Partially rubbed out or broken flake of light to medium brown. Once again, no clues in the baggie aroma. Lightup gave off a pronouced Lakeland aroma and flavor but for someone that doesn't care for the soapy taste of most Lakeland blends, this was a breath of fresh air. The Lakeland taste was noticeable throughout the smoke but it added rather than detracted from the virginia/burley (of the African variety). 

This is a mild smoke and something that could easily be puffed on all day if one were so inclined. The light sweetness brought out by the Lakeland essence was very pleasant. I prefer a bit more "oomph" to my tobacco in most cases but this was a very nice, very well-behaved smoke. It didn't even hint at a bite or ashy-ness or bitterness - just a nice sweet pleasant smoke. 
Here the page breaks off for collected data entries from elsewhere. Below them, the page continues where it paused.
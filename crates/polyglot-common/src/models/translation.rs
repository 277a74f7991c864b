//! Translation model: one localized string: key + locale + content + tags.

use chrono::{DateTime, Utc};
use serde::{Deserialize, Serialize};
use validator::Validate;

use crate::validation::{not_blank, validate_tags};

/// A translation record.
#[derive(Debug, Clone, PartialEq, Serialize, Deserialize)]
pub struct Translation {
    pub id: i64,
    pub key: String,
    pub locale_id: i64,
    pub content: String,
    /// Ordered, duplicate-free labels
    pub tags: Vec<String>,
    pub created_at: DateTime<Utc>,
    pub updated_at: DateTime<Utc>,
}

/// Body of `POST /translations` and `PUT /translations/{id}`.
#[derive(Debug, Deserialize, Validate)]
pub struct TranslationRequest {
    #[validate(
        required(message = "The key field is required."),
        custom(function = "not_blank", message = "The key field is required."),
        length(max = 255, message = "The key field must not be greater than 255 characters.")
    )]
    pub key: Option<String>,

    #[validate(required(message = "The locale id field is required."))]
    pub locale_id: Option<i64>,

    #[validate(
        required(message = "The content field is required."),
        length(min = 1, message = "The content field is required.")
    )]
    pub content: Option<String>,

    #[validate(custom(function = "validate_tags"))]
    #[serde(default)]
    pub tags: Option<Vec<String>>,
}

/// Validated translation fields, ready for the repository.
#[derive(Debug, Clone)]
pub struct TranslationDraft {
    pub key: String,
    pub locale_id: i64,
    pub content: String,
    pub tags: Vec<String>,
}

impl TranslationRequest {
    /// Split into a draft once validation has passed; `None` if a required
    /// field is absent. Missing tags become an empty list.
    pub fn into_draft(self) -> Option<TranslationDraft> {
        Some(TranslationDraft {
            key: self.key?.trim().to_string(),
            locale_id: self.locale_id?,
            content: self.content?,
            tags: self.tags.unwrap_or_default(),
        })
    }
}

/// Query string of `GET /translations`.
#[derive(Debug, Default, Deserialize)]
pub struct TranslationListQuery {
    /// Exact tag membership
    pub tag: Option<String>,
    /// Case-insensitive substring of the key
    pub key: Option<String>,
    /// Case-insensitive substring of the content
    pub content: Option<String>,
    pub page: Option<i64>,
    pub per_page: Option<i64>,
}

/// One element of the bulk export: the translation joined with its locale code.
#[derive(Debug, Clone, PartialEq, Serialize, Deserialize)]
pub struct ExportRecord {
    pub key: String,
    /// Short code of the referenced locale
    pub locale: Option<String>,
    pub content: String,
    pub tags: Vec<String>,
}

#[cfg(test)]
mod tests {
    use super::*;
    use crate::error::PolyglotError;
    use crate::validation::validate_request;

    fn request(key: Option<&str>, tags: Option<Vec<&str>>) -> TranslationRequest {
        TranslationRequest {
            key: key.map(Into::into),
            locale_id: Some(1),
            content: Some("Hello".into()),
            tags: tags.map(|t| t.into_iter().map(Into::into).collect()),
        }
    }

    #[test]
    fn missing_key_is_reported_on_key() {
        for key in [None, Some(""), Some("   ")] {
            match validate_request(&request(key, None)) {
                Err(PolyglotError::Validation { errors }) => {
                    assert_eq!(errors.len(), 1);
                    assert_eq!(errors[0].code, "key");
                    assert_eq!(errors[0].message, "The key field is required.");
                }
                other => panic!("expected validation error, got {other:?}"),
            }
        }
    }

    #[test]
    fn duplicate_tags_are_rejected() {
        let err = validate_request(&request(Some("greeting.hello"), Some(vec!["web", "web"])))
            .unwrap_err();
        let PolyglotError::Validation { errors } = err else {
            panic!("expected validation error");
        };
        assert_eq!(errors[0].code, "tags");
        assert_eq!(errors[0].message, "The tags field has a duplicate value.");
    }

    #[test]
    fn draft_keeps_tag_order_and_defaults_to_empty() {
        let draft = request(Some(" greeting.hello "), Some(vec!["mobile", "homepage"]))
            .into_draft()
            .unwrap();
        assert_eq!(draft.key, "greeting.hello");
        assert_eq!(draft.tags, vec!["mobile", "homepage"]);

        let draft = request(Some("greeting.bye"), None).into_draft().unwrap();
        assert!(draft.tags.is_empty());
    }

    #[test]
    fn export_record_leaves_unicode_unescaped() {
        let record = ExportRecord {
            key: "greeting.hello".into(),
            locale: Some("ur".into()),
            content: "خوش آمدید".into(),
            tags: vec!["homepage".into()],
        };
        let json = serde_json::to_string(&record).unwrap();
        assert!(json.contains("خوش آمدید"));
        assert!(!json.contains("\\u"));
    }
}
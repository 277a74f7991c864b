//! Baseline reference data.

use polyglot_common::models::LocaleDraft;
use sqlx::AnyPool;

use crate::repository::locales;

/// Locales every fresh installation starts with: (name, short code).
pub const DEFAULT_LOCALES: [(&str, &str); 3] = [("English", "en"), ("French", "fr"), ("Espanol", "es")];

/// Insert the default locales that are not present yet. Returns how many were
/// inserted, so running it twice inserts nothing the second time.
pub async fn seed_locales(pool: &AnyPool) -> Result<usize, sqlx::Error> {
    let mut inserted = 0;

    for (name, short_code) in DEFAULT_LOCALES {
        let draft = LocaleDraft {
            name: name.to_string(),
            short_code: short_code.to_string(),
        };
        if locales::find_conflicts(pool, &draft, None).await?.any() {
            tracing::debug!(short_code, "Locale already present, skipping");
            continue;
        }
        locales::create_locale(pool, &draft).await?;
        inserted += 1;
    }

    Ok(inserted)
}
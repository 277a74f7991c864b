//! API route modules.

pub mod auth;
pub mod health;
pub mod locales;
pub mod translations;
//! Centralized error types for Polyglot.
//!
//! Every handler returns [`PolyglotResult`]; the status mapping below is the single
//! place where a failure kind becomes an HTTP status and JSON envelope.

use axum::http::StatusCode;
use axum::response::{IntoResponse, Response};
use serde::Serialize;

/// One field-level validation failure, rendered as `{code, message}`.
///
/// `code` is the offending field name (`email`, `short_code`, ...).
#[derive(Debug, Clone, PartialEq, Eq, Serialize)]
pub struct FieldError {
    pub code: String,
    pub message: String,
}

impl FieldError {
    pub fn new(code: impl Into<String>, message: impl Into<String>) -> Self {
        Self {
            code: code.into(),
            message: message.into(),
        }
    }
}

/// Core application error type used across all Polyglot services.
#[derive(Debug, thiserror::Error)]
pub enum PolyglotError {
    // === Auth errors ===
    #[error("Invalid credentials.")]
    InvalidCredentials,

    #[error("Unauthenticated.")]
    Unauthenticated,

    // === Resource errors ===
    #[error("{resource} not found.")]
    NotFound { resource: String },

    #[error("{message}")]
    Conflict { message: String },

    // === Validation errors ===
    #[error("Validation Error")]
    Validation { errors: Vec<FieldError> },

    // === Infrastructure errors ===
    #[error("Database error: {0}")]
    Database(#[from] sqlx::Error),

    #[error("Internal error: {0}")]
    Internal(#[from] anyhow::Error),
}

/// JSON error response body sent to clients.
#[derive(Serialize)]
struct ErrorResponse {
    success: bool,
    error: &'static str,
    message: String,
    #[serde(skip_serializing_if = "Vec::is_empty")]
    errors: Vec<FieldError>,
}

impl PolyglotError {
    pub fn not_found(resource: &str) -> Self {
        Self::NotFound {
            resource: resource.to_string(),
        }
    }

    /// A validation failure carrying a single field error.
    pub fn invalid(field: &str, message: impl Into<String>) -> Self {
        Self::Validation {
            errors: vec![FieldError::new(field, message)],
        }
    }

    /// Map error to HTTP status code.
    pub fn status_code(&self) -> StatusCode {
        match self {
            Self::InvalidCredentials | Self::Validation { .. } => {
                StatusCode::UNPROCESSABLE_ENTITY
            }
            Self::Unauthenticated => StatusCode::UNAUTHORIZED,
            Self::NotFound { .. } => StatusCode::NOT_FOUND,
            Self::Conflict { .. } => StatusCode::CONFLICT,
            Self::Database(_) | Self::Internal(_) => StatusCode::INTERNAL_SERVER_ERROR,
        }
    }

    /// Error code string for programmatic handling by clients.
    pub fn error_code(&self) -> &'static str {
        match self {
            Self::InvalidCredentials => "INVALID_CREDENTIALS",
            Self::Unauthenticated => "UNAUTHENTICATED",
            Self::NotFound { .. } => "NOT_FOUND",
            Self::Conflict { .. } => "CONFLICT",
            Self::Validation { .. } => "VALIDATION_ERROR",
            Self::Database(_) => "DATABASE_ERROR",
            Self::Internal(_) => "INTERNAL_ERROR",
        }
    }
}

impl IntoResponse for PolyglotError {
    fn into_response(self) -> Response {
        let status = self.status_code();
        let error = self.error_code();

        // Don't leak internal details to clients
        let (message, errors) = match self {
            PolyglotError::Database(e) => {
                tracing::error!("Database error: {e}");
                ("An internal error occurred".to_string(), Vec::new())
            }
            PolyglotError::Internal(e) => {
                tracing::error!("Internal error: {e:#}");
                ("An internal error occurred".to_string(), Vec::new())
            }
            PolyglotError::Validation { errors } => ("Validation Error".to_string(), errors),
            PolyglotError::InvalidCredentials => {
                let message = PolyglotError::InvalidCredentials.to_string();
                let errors = vec![FieldError::new("email", message.clone())];
                (message, errors)
            }
            other => (other.to_string(), Vec::new()),
        };

        let body = ErrorResponse {
            success: false,
            error,
            message,
            errors,
        };

        (status, axum::Json(body)).into_response()
    }
}

/// Convenience type alias for Results using PolyglotError.
pub type PolyglotResult<T> = Result<T, PolyglotError>;

#[cfg(test)]
mod tests {
    use super::*;

    #[test]
    fn status_table() {
        assert_eq!(
            PolyglotError::invalid("key", "The key field is required.").status_code(),
            StatusCode::UNPROCESSABLE_ENTITY
        );
        assert_eq!(
            PolyglotError::InvalidCredentials.status_code(),
            StatusCode::UNPROCESSABLE_ENTITY
        );
        assert_eq!(
            PolyglotError::Unauthenticated.status_code(),
            StatusCode::UNAUTHORIZED
        );
        assert_eq!(
            PolyglotError::not_found("Locale").status_code(),
            StatusCode::NOT_FOUND
        );
        assert_eq!(
            PolyglotError::Conflict {
                message: "taken".into()
            }
            .status_code(),
            StatusCode::CONFLICT
        );
        assert_eq!(
            PolyglotError::Internal(anyhow::anyhow!("boom")).status_code(),
            StatusCode::INTERNAL_SERVER_ERROR
        );
    }

    #[test]
    fn not_found_message_names_resource() {
        assert_eq!(
            PolyglotError::not_found("Translation").to_string(),
            "Translation not found."
        );
    }
}
//! Authentication routes: register, login, logout, current user.
//!
//! Register and login each issue a new personal access token; a user may hold
//! any number of them. Logout revokes only the token used on that request.

use std::sync::Arc;

use axum::{
    extract::{rejection::JsonRejection, State},
    http::StatusCode,
    middleware,
    routing::{get, post},
    Extension, Json, Router,
};
use polyglot_common::{
    error::{PolyglotError, PolyglotResult},
    models::{LoginRequest, RegisterRequest, User, UserResponse},
    validation::validate_request,
};
use polyglot_db::{
    is_unique_violation,
    repository::{tokens, users},
};
use serde::Serialize;

use crate::{auth, extract::json_body, middleware::AuthContext, AppState};

const EMAIL_TAKEN: &str = "The email has already been taken.";

/// Auth router. `/logout` and `/user` sit behind the token check.
pub fn router(state: Arc<AppState>) -> Router<Arc<AppState>> {
    let protected = Router::new()
        .route("/logout", post(logout))
        .route("/user", get(me))
        .route_layer(middleware::from_fn_with_state(
            state,
            crate::middleware::auth_middleware,
        ));

    Router::new()
        .route("/register", post(register))
        .route("/login", post(login))
        .merge(protected)
}

#[derive(Debug, Serialize)]
pub struct AuthResponse {
    pub user: UserResponse,
    pub token: String,
    pub message: &'static str,
}

#[derive(Debug, Serialize)]
pub struct LogoutResponse {
    pub message: &'static str,
}

/// POST /api/register
async fn register(
    State(state): State<Arc<AppState>>,
    body: Result<Json<RegisterRequest>, JsonRejection>,
) -> PolyglotResult<(StatusCode, Json<AuthResponse>)> {
    let body = json_body(body)?;
    validate_request(&body)?;

    let (Some(name), Some(email), Some(password)) = (body.name, body.email, body.password) else {
        return Err(PolyglotError::invalid("body", "The request body is incomplete."));
    };
    let name = name.trim();
    let email = email.trim();

    if users::find_by_email(&state.db.pool, email).await?.is_some() {
        return Err(PolyglotError::invalid("email", EMAIL_TAKEN));
    }

    let password_hash = auth::hash_password(&password)
        .map_err(|e| PolyglotError::Internal(anyhow::anyhow!("{e}")))?;

    let user = users::create_user(&state.db.pool, name, email, &password_hash)
        .await
        .map_err(|e| {
            if is_unique_violation(&e) {
                PolyglotError::invalid("email", EMAIL_TAKEN)
            } else {
                e.into()
            }
        })?;

    let token = issue_token(&state, &user).await?;

    tracing::info!(user_id = user.id, "New user registered");

    Ok((
        StatusCode::CREATED,
        Json(AuthResponse {
            user: user.into(),
            token,
            message: "User Registered.",
        }),
    ))
}

/// POST /api/login
async fn login(
    State(state): State<Arc<AppState>>,
    body: Result<Json<LoginRequest>, JsonRejection>,
) -> PolyglotResult<Json<AuthResponse>> {
    let body = json_body(body)?;
    validate_request(&body)?;

    let (Some(email), Some(password)) = (body.email, body.password) else {
        return Err(PolyglotError::InvalidCredentials);
    };

    let Some(user) = users::find_by_email(&state.db.pool, email.trim()).await? else {
        auth::verify_dummy_password(&password);
        return Err(PolyglotError::InvalidCredentials);
    };

    let valid = auth::verify_password(&password, &user.password_hash)
        .map_err(|_| PolyglotError::InvalidCredentials)?;
    if !valid {
        return Err(PolyglotError::InvalidCredentials);
    }

    let token = issue_token(&state, &user).await?;

    tracing::info!(user_id = user.id, "User logged in");

    Ok(Json(AuthResponse {
        user: user.into(),
        token,
        message: "User Logged In",
    }))
}

/// POST /api/logout
async fn logout(
    Extension(auth): Extension<AuthContext>,
    State(state): State<Arc<AppState>>,
) -> PolyglotResult<Json<LogoutResponse>> {
    // Already gone if the same token logged out concurrently.
    if !tokens::delete_token(&state.db.pool, auth.token_id).await? {
        return Err(PolyglotError::Unauthenticated);
    }

    tracing::info!(user_id = auth.user_id, token_id = auth.token_id, "User logged out");

    Ok(Json(LogoutResponse {
        message: "User Logged out",
    }))
}

/// GET /api/user
async fn me(
    Extension(auth): Extension<AuthContext>,
    State(state): State<Arc<AppState>>,
) -> PolyglotResult<Json<UserResponse>> {
    let user = users::find_by_id(&state.db.pool, auth.user_id)
        .await?
        .ok_or(PolyglotError::Unauthenticated)?;
    Ok(Json(user.into()))
}

/// Store a new token for `user` and return its plaintext, which is never
/// retrievable again.
async fn issue_token(state: &AppState, user: &User) -> PolyglotResult<String> {
    let token = auth::generate_token();
    tokens::create_token(
        &state.db.pool,
        user.id,
        tokens::API_TOKEN_NAME,
        &auth::hash_token(&token),
    )
    .await?;
    Ok(token)
}
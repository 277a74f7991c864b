//! Application configuration loaded from environment variables and config files.
//!
//! Supports `.env` files for development and environment variables for production.
//! Config precedence: env vars > .env file > config.toml > defaults

use serde::{Deserialize, Serialize};

/// Load the application configuration.
///
/// Should be called once at application startup; the result is handed to the
/// database layer and the API state.
pub fn init() -> Result<AppConfig, config::ConfigError> {
    // Load .env file if present (development)
    let _ = dotenvy::dotenv();

    let cfg = config::Config::builder()
        // Defaults
        .add_source(config::Config::try_from(&AppConfig::default())?)
        // Optional config file
        .add_source(config::File::with_name("config").required(false))
        // Environment variables (POLYGLOT_SERVER__PORT, POLYGLOT_DATABASE__URL, etc.)
        .add_source(
            config::Environment::with_prefix("POLYGLOT")
                .separator("__")
                .try_parsing(true),
        )
        .build()?;

    cfg.try_deserialize()
}

#[derive(Debug, Default, Serialize, Deserialize, Clone)]
pub struct AppConfig {
    pub server: ServerConfig,
    pub database: DatabaseConfig,
    pub auth: AuthConfig,
    pub pagination: PaginationConfig,
    pub translations: TranslationsConfig,
}

#[derive(Debug, Serialize, Deserialize, Clone)]
pub struct ServerConfig {
    pub host: String,
    pub port: u16,
}

impl Default for ServerConfig {
    fn default() -> Self {
        Self {
            host: "0.0.0.0".into(),
            port: 8080,
        }
    }
}

#[derive(Debug, Serialize, Deserialize, Clone)]
pub struct DatabaseConfig {
    /// SQLite connection URL, e.g. `sqlite://polyglot.db?mode=rwc` or `sqlite::memory:`
    pub url: String,
    pub max_connections: u32,
    pub min_connections: u32,
}

impl Default for DatabaseConfig {
    fn default() -> Self {
        Self {
            url: "sqlite://polyglot.db?mode=rwc".into(),
            max_connections: 10,
            min_connections: 1,
        }
    }
}

impl DatabaseConfig {
    /// Whether the URL points at a private in-memory database.
    pub fn is_in_memory(&self) -> bool {
        self.url.contains(":memory:") || self.url.contains("mode=memory")
    }
}

#[derive(Debug, Default, Serialize, Deserialize, Clone)]
pub struct AuthConfig {
    /// Access token lifetime in seconds. `0` means tokens live until revoked.
    pub token_ttl_secs: u64,
}

impl AuthConfig {
    pub fn token_ttl(&self) -> Option<chrono::Duration> {
        // Out-of-range lifetimes behave like "never expires".
        match self.token_ttl_secs {
            0 => None,
            secs => i64::try_from(secs)
                .ok()
                .and_then(chrono::Duration::try_seconds),
        }
    }
}

#[derive(Debug, Serialize, Deserialize, Clone, Copy)]
pub struct PaginationConfig {
    /// Page size used when the client sends no `per_page`
    pub default_per_page: i64,
    /// Upper bound applied to client-supplied `per_page`
    pub max_per_page: i64,
}

impl Default for PaginationConfig {
    fn default() -> Self {
        Self {
            default_per_page: 30,
            max_per_page: 100,
        }
    }
}

#[derive(Debug, Default, Serialize, Deserialize, Clone)]
pub struct TranslationsConfig {
    /// Reject a second translation with the same key in the same locale.
    pub unique_key_per_locale: bool,
}

#[cfg(test)]
mod tests {
    use super::*;

    #[test]
    fn defaults_match_documented_values() {
        let cfg = AppConfig::default();
        assert_eq!(cfg.server.port, 8080);
        assert_eq!(cfg.pagination.default_per_page, 30);
        assert_eq!(cfg.pagination.max_per_page, 100);
        assert!(!cfg.translations.unique_key_per_locale);
        assert!(cfg.auth.token_ttl().is_none());
    }

    #[test]
    fn token_ttl_is_seconds() {
        let auth = AuthConfig { token_ttl_secs: 90 };
        assert_eq!(auth.token_ttl(), Some(chrono::Duration::seconds(90)));
    }

    #[test]
    fn detects_in_memory_urls() {
        let mut db = DatabaseConfig::default();
        assert!(!db.is_in_memory());
        db.url = "sqlite::memory:".into();
        assert!(db.is_in_memory());
    }
}
impl Dashboard {
    /// Creates a dashboard over an already selected data source
    pub fn new(
        store: Arc<dyn KeyValueStore>,
        source: Arc<dyn DataSource>,
        pricing: Arc<dyn MarketDataProvider>,
    ) -> Self {
        let (view_tx, _) = watch::channel(Arc::new(DashboardView::default()));

        Self {
            store,
            market: MarketFetcher::new(pricing.clone()),
            reconciler: HoldingsReconciler::new(source.clone(), pricing),
            source,
            view_tx,
            focused: AtomicBool::new(true),
            next_sequence: AtomicU64::new(0),
            last_applied: Mutex::new(0),
            metrics: PanelMetrics {
                market: MetricsCollector::new("market"),
                global: MetricsCollector::new("global"),
                holdings: MetricsCollector::new("holdings"),
            },
        }
    }

    /// Selects the data source from `store` and prices through CoinGecko
    pub async fn connect(store: Arc<dyn KeyValueStore>) -> Result<Self, RequestError> {
        let pricing: Arc<dyn MarketDataProvider> = Arc::new(CoinGeckoProvider::new()?);
        let source = sources::connect(store.clone(), pricing.clone()).await?;
        Ok(Self::new(store, source, pricing))
    }

    /// The data source selected at startup
    pub fn source(&self) -> &Arc<dyn DataSource> {
        &self.source
    }

    /// The current view-model
    pub fn view(&self) -> Arc<DashboardView> {
        self.view_tx.borrow().clone()
    }

    /// Subscribes to view-model updates
    pub fn subscribe(&self) -> watch::Receiver<Arc<DashboardView>> {
        self.view_tx.subscribe()
    }

    pub fn is_focused(&self) -> bool {
        self.focused.load(Ordering::SeqCst)
    }

    /// Marks the screen as visible or hidden; hidden screens drop results
    pub fn set_focused(&self, focused: bool) {
        self.focused.store(focused, Ordering::SeqCst);
    }

    /// Resets every panel to its loading state, e.g. after settings change
    pub fn reset(&self) {
        self.view_tx.send_replace(Arc::new(DashboardView::default()));
    }

    /// Rebuilds the view-model from a fresh settings snapshot
    ///
    /// Market, global and holdings panels load concurrently. A failed panel
    /// keeps its previous contents and is reported in the outcome. Results
    /// are dropped when the screen is unfocused or a newer refresh has
    /// already been applied.
    pub async fn refresh(&self) -> Result<RefreshOutcome, RequestError> {
        let sequence = self.next_sequence.fetch_add(1, Ordering::SeqCst) + 1;
        let settings = DashboardSettings::load(self.store.as_ref()).await?;

        tracing::debug!(sequence, currency = %settings.currency, "Refreshing dashboard");

        let (market, global, holdings) = futures::join!(
            timed(&self.metrics.market, self.load_market(&settings)),
            timed(&self.metrics.global, self.load_global(&settings)),
            timed(&self.metrics.holdings, self.load_holdings(&settings)),
        );

        let mut failures = Vec::new();
        let market = market.map_err(DashboardError::Market);
        let global = global.map_err(DashboardError::Global);
        let holdings = holdings.map_err(DashboardError::Holdings);

        let market = market.map_err(|e| failures.push(e)).ok();
        let global = global.map_err(|e| failures.push(e)).ok();
        let holdings = holdings.map_err(|e| failures.push(e)).ok();

        for failure in &failures {
            tracing::warn!(sequence, error = %failure, "Dashboard panel refresh failed");
        }

        let applied = self
            .apply(sequence, &settings.theme, market, global, holdings)
            .await;

        Ok(RefreshOutcome {
            view: self.view(),
            failures,
            applied,
        })
    }

    /// Applies loaded panels unless the result is stale or unwanted
    async fn apply(
        &self,
        sequence: u64,
        theme: &str,
        market: Option<MarketPanel>,
        global: Option<GlobalPanel>,
        holdings: Option<HoldingsPanel>,
    ) -> bool {
        if !self.is_focused() {
            tracing::debug!(sequence, "Dashboard not focused, dropping refresh");
            return false;
        }

        let mut last_applied = self.last_applied.lock().await;
        if sequence <= *last_applied {
            tracing::debug!(
                sequence,
                last_applied = *last_applied,
                "Discarding out-of-order refresh"
            );
            return false;
        }
        *last_applied = sequence;

        self.view_tx.send_modify(|current| {
            let mut view = current.as_ref().clone();
            if let Some(market) = market {
                view.market = market;
            }
            if let Some(global) = global {
                view.global = Some(global);
            }
            if let Some(holdings) = holdings {
                view.holdings = holdings;
            }
            view.theme = theme.to_string();
            view.refreshed_at = Some(chrono::Utc::now());
            *current = Arc::new(view);
        });

        true
    }

    async fn load_market(&self, settings: &DashboardSettings) -> Result<MarketPanel, RequestError> {
        let watchlist = if settings.watchlist_on_dashboard {
            Some(self.source.read_watchlist().await?)
        } else {
            None
        };

        let coins = self
            .market
            .fetch(
                &settings.currency,
                watchlist.as_ref(),
                settings.market_sort,
                settings.market_order,
            )
            .await?;

        Ok(render_market(&coins, settings))
    }

    async fn load_global(&self, settings: &DashboardSettings) -> Result<GlobalPanel, RequestError> {
        let stats = self.market.fetch_global(&settings.currency).await?;
        Ok(render_global(&stats))
    }

    async fn load_holdings(&self, settings: &DashboardSettings) -> Result<HoldingsPanel, RequestError> {
        let summary = self
            .reconciler
            .load(settings.holdings_mode, &settings.currency)
            .await?;
        Ok(render_holdings(&summary, settings))
    }

    /// Starts refreshing in the background while the screen is focused
    pub fn start_polling(self: &Arc<Self>, interval: Duration) -> JoinHandle<()> {
        let dashboard = Arc::clone(self);

        tokio::spawn(async move {
            tracing::info!(
                refresh_interval_secs = interval.as_secs(),
                "Starting dashboard polling"
            );

            loop {
                sleep(interval).await;

                if !dashboard.is_focused() {
                    continue;
                }

                if let Err(e) = dashboard.refresh().await {
                    tracing::warn!(error = %e, "Dashboard refresh failed");
                }
            }
        })
    }

    /// Starts polling at the default interval
    pub fn start_default_polling(self: &Arc<Self>) -> JoinHandle<()> {
        self.start_polling(Duration::from_secs(REFRESH_INTERVAL_SECS))
    }

    /// Adds a coin to the watchlist by symbol
    pub async fn add_to_watchlist(&self, symbol: &str) -> Result<WatchlistAddOutcome, RequestError> {
        let symbol = symbol.trim().to_lowercase();
        if symbol.is_empty() {
            return Err(RequestError::validation("Please fill out the symbol field."));
        }

        match self.source.resolve_coin(CoinKey::Symbol, &symbol).await? {
            CoinLookup::Resolved { id, .. } => {
                let message = self.source.create_watchlist(&id, &symbol).await?;
                self.refresh_after_edit().await;
                Ok(WatchlistAddOutcome::Added { id, message })
            }
            CoinLookup::Matches(matches) => Ok(WatchlistAddOutcome::ChooseFrom(matches)),
        }
    }

    /// Completes an ambiguous add with the coin the user picked
    pub async fn choose_watchlist_match(&self, choice: &CoinMatch) -> Result<String, RequestError> {
        let message = self
            .source
            .create_watchlist(&choice.id, &choice.symbol)
            .await?;
        self.refresh_after_edit().await;
        Ok(message)
    }

    pub async fn remove_from_watchlist(&self, id: &str) -> Result<String, RequestError> {
        let message = self.source.delete_watchlist(id).await?;
        self.refresh_after_edit().await;
        Ok(message)
    }

    async fn refresh_after_edit(&self) {
        if let Err(e) = self.refresh().await {
            tracing::warn!(error = %e, "Dashboard refresh after watchlist edit failed");
        }
    }

    /// Latency and success metrics per panel
    pub async fn metrics(&self) -> Vec<RequestMetrics> {
        vec![
            self.metrics.market.get_metrics().await,
            self.metrics.global.get_metrics().await,
            self.metrics.holdings.get_metrics().await,
        ]
    }
}
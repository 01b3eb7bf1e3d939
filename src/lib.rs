//! # Portfolio Tracker SDK
//!
//! Data layer for a cryptocurrency portfolio dashboard: market listings and
//! global statistics from CoinGecko, holdings reconciled with activity, and a
//! watchlist. Holdings, activity and the watchlist live either on a remote
//! backend or, in offline mode, as a JSON document in the local key-value
//! store.
//!
//! ## Usage
//!
//! ```no_run
//! use portfolio_tracker_sdk::{Dashboard, FileStore, KeyValueStore};
//! use std::sync::Arc;
//!
//! # async fn example() -> Result<(), Box<dyn std::error::Error>> {
//! let store: Arc<dyn KeyValueStore> = Arc::new(FileStore::open("settings.json").await?);
//! let dashboard = Arc::new(Dashboard::connect(store).await?);
//!
//! let outcome = dashboard.refresh().await?;
//! for failure in &outcome.failures {
//!     eprintln!("{}", failure);
//! }
//!
//! // Keep refreshing every 20 seconds while the screen is focused
//! let _poller = dashboard.start_default_polling();
//! # Ok(())
//! # }
//! ```

pub mod activity;
pub mod constants;
pub mod dashboard;
pub mod error;
pub mod market;
pub mod metrics;
pub mod provider;
pub mod providers;
pub mod reconcile;
pub mod session;
pub mod settings;
pub mod sorting;
pub mod source;
pub mod sources;
pub mod store;
pub mod types;
pub mod view;

// Re-export commonly used types
pub use dashboard::{Dashboard, RefreshOutcome, WatchlistAddOutcome};
pub use error::{DashboardError, RequestError, StorageError};
pub use metrics::RequestMetrics;
pub use provider::MarketDataProvider;
pub use reconcile::{HoldingsReconciler, HoldingsSummary, ReconciliationMode};
pub use session::Session;
pub use settings::DashboardSettings;
pub use source::DataSource;
pub use store::{FileStore, KeyValueStore, MemoryStore};
pub use types::{ActivityEvent, ActivityKind, CoinLookup, Holding, MarketCoin};
pub use view::DashboardView;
Being a non-Lakeland kind of guy, I don't have a lot of experience smoking them, and consequently there are many I haven't tried. I know I said G&H Brown Flake for the last one but the flavor profile for what I read about that blend seems to fit this one better... or this could be Bright CR Flake. Hell, there's any number of blends it could be! Whatever it is, I'm pretty sure I've never smoked it before. It's definitely something I should have around. 7 of 10 stars.


----------



## dmkerr (Oct 27, 2008)

Sample #15

This is Commonsenseman's sample #5

Medium brown ribbon cut blend with, once again, no aroma in the baggie. 

Some semblance of Lakeland-style soap essence which was most apparent on lightup and subsequent relights. I do get that from some burleys that are from the Lakeland district and this was very light so I can't be sure of this one's genealogy. I got a nice virginia room note but little in the way of sweet VA flavor. This was mostly just a light flavored honest tobacco with no frills. The light VA sweetness was offset by a burley nuttiness that was also faint. I did not taste perique in this one, although I could swear I smelled it from time to time. This one burned quickly and I smoked my bowl in just over half an hour.

Decent blend but not one I'd buy. I do intend to smoke the rest of the sample, however. It's interesting in its own way and I may try to spice it up a bit. No guesses on this one. I'm pretty sure I've never smoked it and it just doesn't assert itself in such a way as to give me a clue about what it is. 5 of 10 stars.


----------



## dmkerr (Oct 27, 2008)

Sample # 16

This is Commonsenseman's sample #6, and is the final blend in this blind review.

Dark brown-to-black blend of the weirdest cut I've ever seen. The best way I can describe it is that it looks like mulch for a miniature garden - like 1/4 size pieces of bark. Really disgusting looking, but it smelled even worse... kind of like that "other stuff" people use in their garden and in their fields to make the crops grow. 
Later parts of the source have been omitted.